J'ai lu l'ouvrage en question dans ses deux versions : celle du mémoire de doctorat et l'adaptation qui en a été faite à l'occasion de la publication. Malheureusement un fâcheux impondérable m'a empêché d'assister à la soutenance de thèse. Par ailleurs, j'ai eu l'occasion d'aborder le sujet de manière connexe à plusieurs reprises dans le cadre de mes travaux sur le matériau hagio-historiographique breton : mon opinion n'est pas encore arrêtée concernant les origines et l'histoire des
plebes bretonnes au haut Moyen Âge : je ne souscris évidemment pas aux visions anciennes de La Borderie, Loth ou même de Largillière ; les observations de L. Pape et G. Bernier et, plus récemment celles de S. Kerneis, me paraissent intéressantes à intégrer dans une réflexion actualisée sur le sujet ; l'approche proposée par A. Lunven, qui se situe dans le prolongement des travaux de F. Mazel à qui elle fait explicitement allégeance et rend un hommage appuyé (cf. p. 18 et p. 56, n. 114), me paraît avant tout constituer une application sur le terrain des confins bretons de la doctrine de "l'École de Tours".
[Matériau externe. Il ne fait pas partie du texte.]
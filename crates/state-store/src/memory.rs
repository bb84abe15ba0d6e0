use std::collections::HashMap;
use std::sync::Arc;
use std::sync::atomic::{AtomicBool, AtomicU64, Ordering};
use std::time::Duration;

use async_trait::async_trait;
use chrono::Utc;
use tokio::sync::RwLock;

use crate::{
    Result, StateEntry, StateStoreError, Version,
    store::{PutOptions, StateOperation, StateStore, validate_operations},
};

/// In-memory state store implementation for testing and local runs.
///
/// Besides the regular store contract it can simulate a remote store: a
/// per-operation latency (which opens the window between a read and the
/// following write) and an outage switch.
#[derive(Clone, Default)]
pub struct InMemoryStateStore {
    entries: Arc<RwLock<HashMap<String, StateEntry>>>,
    latency: Option<Duration>,
    unavailable: Arc<AtomicBool>,
    writes: Arc<AtomicU64>,
}

impl InMemoryStateStore {
    /// Creates a new empty in-memory state store.
    pub fn new() -> Self {
        Self::default()
    }

    /// Delays every operation by `latency` before it touches the data.
    pub fn with_latency(mut self, latency: Duration) -> Self {
        self.latency = Some(latency);
        self
    }

    /// Makes every subsequent operation fail with `Unavailable`.
    pub fn set_unavailable(&self, unavailable: bool) {
        self.unavailable.store(unavailable, Ordering::SeqCst);
    }

    /// Returns the number of committed writes (puts, deletes, transactions).
    pub fn write_count(&self) -> u64 {
        self.writes.load(Ordering::SeqCst)
    }

    /// Returns the number of keys stored.
    pub async fn len(&self) -> usize {
        self.entries.read().await.len()
    }

    /// Returns true if no keys are stored.
    pub async fn is_empty(&self) -> bool {
        self.entries.read().await.is_empty()
    }

    /// Removes all keys.
    pub async fn clear(&self) {
        self.entries.write().await.clear();
    }

    async fn simulate_remote_call(&self) -> Result<()> {
        if let Some(latency) = self.latency {
            tokio::time::sleep(latency).await;
        }
        if self.unavailable.load(Ordering::SeqCst) {
            return Err(StateStoreError::Unavailable(
                "in-memory store is switched off".to_string(),
            ));
        }
        Ok(())
    }

    fn current_version(entries: &HashMap<String, StateEntry>, key: &str) -> Version {
        entries
            .get(key)
            .map(|e| e.version)
            .unwrap_or(Version::initial())
    }
}

#[async_trait]
impl StateStore for InMemoryStateStore {
    async fn get(&self, key: &str) -> Result<Option<StateEntry>> {
        self.simulate_remote_call().await?;
        Ok(self.entries.read().await.get(key).cloned())
    }

    async fn put(
        &self,
        key: &str,
        value: serde_json::Value,
        options: PutOptions,
    ) -> Result<Version> {
        self.simulate_remote_call().await?;

        let mut entries = self.entries.write().await;
        let current = Self::current_version(&entries, key);
        options.check(key, current)?;

        let version = current.next();
        entries.insert(
            key.to_string(),
            StateEntry {
                key: key.to_string(),
                value,
                version,
                updated_at: Utc::now(),
            },
        );
        self.writes.fetch_add(1, Ordering::SeqCst);

        Ok(version)
    }

    async fn delete(&self, key: &str, options: PutOptions) -> Result<()> {
        self.simulate_remote_call().await?;

        let mut entries = self.entries.write().await;
        let current = Self::current_version(&entries, key);
        options.check(key, current)?;

        if entries.remove(key).is_some() {
            self.writes.fetch_add(1, Ordering::SeqCst);
        }
        Ok(())
    }

    async fn transact(&self, operations: Vec<StateOperation>) -> Result<()> {
        validate_operations(&operations)?;
        self.simulate_remote_call().await?;

        let mut entries = self.entries.write().await;

        // Check every expectation before mutating anything
        for op in &operations {
            let (key, options) = match op {
                StateOperation::Upsert { key, options, .. }
                | StateOperation::Delete { key, options } => (key, options),
            };
            options.check(key, Self::current_version(&entries, key))?;
        }

        let now = Utc::now();
        for op in operations {
            match op {
                StateOperation::Upsert { key, value, .. } => {
                    let version = Self::current_version(&entries, &key).next();
                    entries.insert(
                        key.clone(),
                        StateEntry {
                            key,
                            value,
                            version,
                            updated_at: now,
                        },
                    );
                }
                StateOperation::Delete { key, .. } => {
                    entries.remove(&key);
                }
            }
        }
        self.writes.fetch_add(1, Ordering::SeqCst);

        Ok(())
    }
}
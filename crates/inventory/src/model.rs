//! Request and stored-record types.

use chrono::{DateTime, Utc};
use common::RequestId;
use serde::{Deserialize, Serialize};

use crate::error::{ReservationError, Result};

/// Prefix of the keys holding reservation markers.
pub const RESERVATION_KEY_PREFIX: &str = "reservation||";

/// A request to pay for, and therefore reserve, some quantity of an item.
///
/// Created by the workflow before the activity runs and never mutated.
#[derive(Debug, Clone, PartialEq, Serialize, Deserialize)]
#[serde(rename_all = "camelCase")]
pub struct PaymentRequest {
    /// Identifier assigned by the workflow; stable across redeliveries.
    pub request_id: RequestId,
    /// Catalog key of the item being bought.
    pub item_being_purchased: String,
    /// Quantity requested.
    pub amount: u32,
    /// Amount of money tendered.
    pub currency: f64,
}

impl PaymentRequest {
    /// Creates a new payment request.
    pub fn new(
        request_id: impl Into<RequestId>,
        item_being_purchased: impl Into<String>,
        amount: u32,
        currency: f64,
    ) -> Self {
        Self {
            request_id: request_id.into(),
            item_being_purchased: item_being_purchased.into(),
            amount,
            currency,
        }
    }

    /// Checks the preconditions the workflow engine is supposed to uphold.
    pub fn validate(&self) -> Result<()> {
        if self.request_id.is_blank() {
            return Err(ReservationError::InvalidRequest(
                "requestId must not be empty".to_string(),
            ));
        }
        if self.item_being_purchased.trim().is_empty() {
            return Err(ReservationError::InvalidRequest(format!(
                "request {}: itemBeingPurchased must not be empty",
                self.request_id
            )));
        }
        if self.amount == 0 {
            return Err(ReservationError::InvalidRequest(format!(
                "request {}: amount must be positive",
                self.request_id
            )));
        }
        Ok(())
    }
}

/// Stock level of one catalog item, stored under the item's name.
#[derive(Debug, Clone, PartialEq, Serialize, Deserialize)]
#[serde(rename_all = "camelCase")]
pub struct InventoryRecord {
    /// Item key.
    pub name: String,
    /// Unit price.
    pub total_cost: f64,
    /// Units in stock.
    pub quantity: u32,
}

/// The workflow sample calls the stored inventory document an order payload.
pub type OrderPayload = InventoryRecord;

impl InventoryRecord {
    /// Creates a new inventory record.
    pub fn new(name: impl Into<String>, total_cost: f64, quantity: u32) -> Self {
        Self {
            name: name.into(),
            total_cost,
            quantity,
        }
    }

    /// Returns the record left after removing `amount` units, or None if
    /// that would take the quantity below zero.
    pub fn debit(&self, amount: u32) -> Option<InventoryRecord> {
        self.quantity
            .checked_sub(amount)
            .map(|quantity| InventoryRecord {
                name: self.name.clone(),
                total_cost: self.total_cost,
                quantity,
            })
    }
}

/// Proof that a request's debit was committed.
///
/// Written in the same transaction as the debit so a redelivered request
/// can be recognised and acknowledged without debiting twice.
#[derive(Debug, Clone, PartialEq, Serialize, Deserialize)]
#[serde(rename_all = "camelCase")]
pub struct ReservationMarker {
    pub request_id: RequestId,
    pub item: String,
    pub amount: u32,
    pub remaining_quantity: u32,
    pub reserved_at: DateTime<Utc>,
}

impl ReservationMarker {
    /// Creates the marker for `request`, leaving `remaining_quantity` in stock.
    pub fn new(request: &PaymentRequest, remaining_quantity: u32) -> Self {
        Self {
            request_id: request.request_id.clone(),
            item: request.item_being_purchased.clone(),
            amount: request.amount,
            remaining_quantity,
            reserved_at: Utc::now(),
        }
    }

    /// Returns true if the marker was written for the same item and amount.
    pub fn matches(&self, request: &PaymentRequest) -> bool {
        self.item == request.item_being_purchased && self.amount == request.amount
    }
}

/// Returns the state key of the marker for `request_id`.
pub fn marker_key(request_id: &RequestId) -> String {
    format!("{RESERVATION_KEY_PREFIX}{request_id}")
}

#[cfg(test)]
mod tests {
    use super::*;

    #[test]
    fn payment_request_uses_camel_case_wire_format() {
        let json = serde_json::json!({
            "requestId": "r-1",
            "itemBeingPurchased": "Cars",
            "amount": 4,
            "currency": 60000.0
        });

        let request: PaymentRequest = serde_json::from_value(json).unwrap();
        assert_eq!(request.request_id.as_str(), "r-1");
        assert_eq!(request.item_being_purchased, "Cars");
        assert_eq!(request.amount, 4);
    }

    #[test]
    fn negative_amount_is_rejected_at_decode() {
        let json = serde_json::json!({
            "requestId": "r-1",
            "itemBeingPurchased": "Cars",
            "amount": -4,
            "currency": 1.0
        });

        assert!(serde_json::from_value::<PaymentRequest>(json).is_err());
    }

    #[test]
    fn validate_rejects_zero_amount() {
        let request = PaymentRequest::new("r-1", "Cars", 0, 1.0);
        assert!(matches!(
            request.validate(),
            Err(ReservationError::InvalidRequest(_))
        ));
    }

    #[test]
    fn validate_rejects_blank_item() {
        let request = PaymentRequest::new("r-1", " ", 1, 1.0);
        assert!(matches!(
            request.validate(),
            Err(ReservationError::InvalidRequest(_))
        ));
    }

    #[test]
    fn validate_accepts_well_formed_request() {
        let request = PaymentRequest::new("r-1", "Cars", 2, 30000.0);
        assert!(request.validate().is_ok());
    }

    #[test]
    fn debit_keeps_name_and_price() {
        let record = InventoryRecord::new("Cars", 15000.0, 10);
        let debited = record.debit(4).unwrap();
        assert_eq!(debited, InventoryRecord::new("Cars", 15000.0, 6));
    }

    #[test]
    fn debit_to_exactly_zero_is_allowed() {
        let record = InventoryRecord::new("Cars", 15000.0, 4);
        assert_eq!(record.debit(4).unwrap().quantity, 0);
    }

    #[test]
    fn debit_below_zero_is_refused() {
        let record = InventoryRecord::new("Cars", 15000.0, 3);
        assert!(record.debit(4).is_none());
    }

    #[test]
    fn inventory_record_wire_format() {
        let record = InventoryRecord::new("Cars", 15000.0, 10);
        let json = serde_json::to_value(&record).unwrap();
        assert_eq!(
            json,
            serde_json::json!({"name": "Cars", "totalCost": 15000.0, "quantity": 10})
        );
    }

    #[test]
    fn marker_matches_same_item_and_amount_only() {
        let request = PaymentRequest::new("r-1", "Cars", 2, 1.0);
        let marker = ReservationMarker::new(&request, 8);

        assert!(marker.matches(&request));
        assert!(!marker.matches(&PaymentRequest::new("r-1", "Cars", 3, 1.0)));
        assert!(!marker.matches(&PaymentRequest::new("r-1", "Bikes", 2, 1.0)));
    }

    #[test]
    fn marker_key_is_prefixed() {
        assert_eq!(marker_key(&RequestId::from("r-1")), "reservation||r-1");
    }
}
//! Inventory reservation activity for payment workflows.
//!
//! A workflow hands the activity a [`PaymentRequest`]; the activity checks
//! that the state store holds enough stock of the purchased item and debits
//! it, or fails so the workflow can compensate:
//! 1. Read the item's [`InventoryRecord`] and its version
//! 2. Reject the request if the stock would go negative
//! 3. Write the debited record, conditioned on the version read
//!
//! Conflicting writes restart the cycle; a per-request marker committed with
//! the debit keeps redelivered requests from debiting twice.

pub mod activity;
pub mod catalog;
pub mod config;
pub mod error;
pub mod model;
pub mod reservation;

pub use activity::{Activity, ActivityContext, ActivityRegistry};
pub use catalog::{InventoryCatalog, sample_catalog};
pub use config::{ReservationConfig, WriteMode};
pub use error::{ActivityError, FailureKind, ReservationError};
pub use model::{InventoryRecord, OrderPayload, PaymentRequest, ReservationMarker, marker_key};
pub use reservation::{RESERVE_INVENTORY_ACTIVITY, ReserveInventoryActivity};
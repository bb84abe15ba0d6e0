//! Worker configuration loaded from environment variables.

use std::str::FromStr;
use std::time::Duration;

use inventory::{ReservationConfig, WriteMode};

/// Worker configuration with sensible defaults.
///
/// Reads from environment variables:
/// - `HOST` — bind address (default: `"0.0.0.0"`)
/// - `PORT` — listen port (default: `3000`)
/// - `RUST_LOG` — tracing filter directive (default: `"info"`)
/// - `DATABASE_URL` — PostgreSQL state store; in-memory when unset
/// - `DATABASE_MAX_CONNECTIONS` — pool size (default: `5`)
/// - `SEED_SAMPLE_CATALOG` — restock the sample items at startup (default: `false`)
/// - `RESERVATION_DELAY_MS` — pause before the stock read (default: `0`)
/// - `RESERVATION_MAX_ATTEMPTS` — read-check-write cycles (default: `5`)
/// - `RESERVATION_RETRY_BACKOFF_MS` — base pause between cycles (default: `10`)
/// - `RESERVATION_WRITE_MODE` — `optimistic` or `unconditional` (default: `optimistic`)
#[derive(Debug, Clone)]
pub struct Config {
    pub host: String,
    pub port: u16,
    pub log_level: String,
    pub database_url: Option<String>,
    pub database_max_connections: u32,
    pub seed_sample_catalog: bool,
    pub reservation: ReservationConfig,
}

impl Config {
    /// Loads configuration from environment variables, falling back to defaults.
    pub fn from_env() -> Self {
        Self::from_lookup(|key| std::env::var(key).ok())
    }

    /// Loads configuration through `lookup`, falling back to defaults for
    /// missing or unparsable values.
    pub fn from_lookup<F>(lookup: F) -> Self
    where
        F: Fn(&str) -> Option<String>,
    {
        let defaults = Self::default();
        let reservation = ReservationConfig {
            processing_delay: Duration::from_millis(parse_or(
                &lookup,
                "RESERVATION_DELAY_MS",
                defaults.reservation.processing_delay.as_millis() as u64,
            )),
            max_attempts: parse_or(
                &lookup,
                "RESERVATION_MAX_ATTEMPTS",
                defaults.reservation.max_attempts,
            ),
            retry_backoff: Duration::from_millis(parse_or(
                &lookup,
                "RESERVATION_RETRY_BACKOFF_MS",
                defaults.reservation.retry_backoff.as_millis() as u64,
            )),
            write_mode: parse_or::<WriteMode, _>(
                &lookup,
                "RESERVATION_WRITE_MODE",
                defaults.reservation.write_mode,
            ),
        };

        Self {
            host: lookup("HOST").unwrap_or(defaults.host),
            port: parse_or(&lookup, "PORT", defaults.port),
            log_level: lookup("RUST_LOG").unwrap_or(defaults.log_level),
            database_url: lookup("DATABASE_URL").filter(|url| !url.trim().is_empty()),
            database_max_connections: parse_or(
                &lookup,
                "DATABASE_MAX_CONNECTIONS",
                defaults.database_max_connections,
            ),
            seed_sample_catalog: parse_or(
                &lookup,
                "SEED_SAMPLE_CATALOG",
                defaults.seed_sample_catalog,
            ),
            reservation,
        }
    }

    /// Returns the `"host:port"` bind address string.
    pub fn addr(&self) -> String {
        format!("{}:{}", self.host, self.port)
    }
}

fn parse_or<T, F>(lookup: &F, key: &str, default: T) -> T
where
    T: FromStr,
    F: Fn(&str) -> Option<String>,
{
    match lookup(key) {
        Some(raw) => raw.trim().parse().unwrap_or_else(|_| {
            tracing::warn!(key, value = %raw, "ignoring unparsable setting");
            default
        }),
        None => default,
    }
}

impl Default for Config {
    fn default() -> Self {
        Self {
            host: "0.0.0.0".to_string(),
            port: 3000,
            log_level: "info".to_string(),
            database_url: None,
            database_max_connections: 5,
            seed_sample_catalog: false,
            reservation: ReservationConfig::default(),
        }
    }
}
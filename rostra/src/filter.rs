//! The default exception filter.
//!
//! Converts a [`DispatchError`] into the stable client-facing error
//! envelope. Every envelope carries at least an `"error"` field; validation
//! and HTTP-carrying failures may also carry `"details"`. Unclassified
//! failures always become an opaque 500 so internal error text never
//! reaches a client.

use http::StatusCode;
use rostra_core::{
    DispatchError, ExceptionFilter, HttpError, Request, Response, SchemaError, body_parse_failure,
    schema_failure,
};
use serde_json::{Value, json};

/// The filter used when the dispatcher is configured without a custom one.
#[derive(Debug, Default, Clone, Copy)]
pub struct DefaultExceptionFilter;

impl DefaultExceptionFilter {
    fn envelope(status: StatusCode, message: &str, details: Option<&Value>) -> Response {
        let mut body = json!({ "error": message });
        if let Some(details) = details {
            body["details"] = details.clone();
        }
        Response::json(status, &body)
    }

    fn http(error: &HttpError) -> Response {
        Self::envelope(error.status, &error.message, error.details.as_ref())
    }

    fn validation(error: &SchemaError) -> Response {
        Self::envelope(
            StatusCode::BAD_REQUEST,
            "Validation failed",
            Some(&error.to_details()),
        )
    }

    fn bad_body() -> Response {
        Self::envelope(StatusCode::BAD_REQUEST, "Invalid JSON body", None)
    }

    fn internal() -> Response {
        Self::envelope(StatusCode::INTERNAL_SERVER_ERROR, "Internal Server Error", None)
    }
}

impl ExceptionFilter for DefaultExceptionFilter {
    fn catch(&self, error: &DispatchError, _request: &Request) -> Response {
        match error {
            DispatchError::Http(http) => Self::http(http),
            DispatchError::Validation(schema) => Self::validation(schema),
            DispatchError::BodyParse(_) => Self::bad_body(),
            DispatchError::Handler(inner) => {
                // Handlers sometimes surface a validator or JSON failure as
                // a plain boxed error; classify structurally before giving
                // up and going opaque.
                if let Some(schema) = schema_failure(inner.as_ref()) {
                    Self::validation(schema)
                } else if body_parse_failure(inner.as_ref()) {
                    Self::bad_body()
                } else {
                    Self::internal()
                }
            }
        }
    }
}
La dimension "territoriale", parfois même "géo-descriptive", de nombre de ces
plebes me semble suffisamment patente pour couper court à certaines élucubrations ; mais leur dimension "institutionnelle" reste effectivement sujet de débats. Il en va de même s'agissant des diocèses : d’une brassée d’indices dont aucun ne s’avère véritablement dirimant, A. Lunven sait habilement tresser un faisceau d’arguments plus ou moins solides ; mais, malgré sa force de conviction et sa rhétorique, elle ne parvient à entrainer que le lecteur rendu d’avance à ses raisons. Il n’y a rien de véritablement probant derrière cette application à l’historiographie des territoires épiscopaux du concept de logique floue et les opinions contraires, qui sont d'ailleurs loyalement signalées (cf. par exemple à deux reprises, p. 60, n. 145, et p. 66, n. 167, s’agissant de J.-P. Brunterc’h, et p. 102, n. 104, s’agissant de B. Tanguy), demeurent tout autant recevables.
Certes, l’ "École de Tours" dispose à présent d’un solide corps de doctrine et son discours, malgré une tendance au "jargonnage", a incontestablement gagné en pertinence : il serait vain de nier que la problématique des origines de l’organisation territoriale de l’Église, au fur et à mesure qu’elle s’est enrichie de questionnements empruntés aux autres sciences humaines, est devenue plus complexe et doit être désormais abordée sous un angle élargi avec l’appui d’outils conceptuels de plus en plus élaborés ; mais au bout du compte, ce que révèle avant tout l’appareil argumentatif développé par A. Lunven dans la première partie de son livre, c’est que le courant historiographique "bretoniste", prisonnier de ses contradictions internes, n’est jamais parvenu à rendre compte de manière satisfaisante, sauf peut-être dans le cas de Dol (p. 44-49) qui reste néanmoins à vérifier de plus près, de la formation des évêchés bretons. Au passage, les positions défendues par le courant "romaniste" se voient elles aussi implicitement invalidées, car elles ne permettent pas non plus d’expliquer la situation locale. Le terrain historiographique ainsi "nettoyé" - parfois "à la grenade" pourrait-on dire
cum grano salis (cf. par exemple p. 39, dans le cas de B. Tanguy, et p. 47, n. 63, dans celui de J.-C. Poulin, comment leur "raisonnement s’écroule" ; ou encore p. 40, comment une hypothèse pourtant jugée séduisante d’André Chédeville se révèle "a priori contredite"), il ne reste plus à A. Lunven qu’à conforter les positions "tourangelles" dans les deux autres parties, bien documentées et très intéressantes, de son ouvrage.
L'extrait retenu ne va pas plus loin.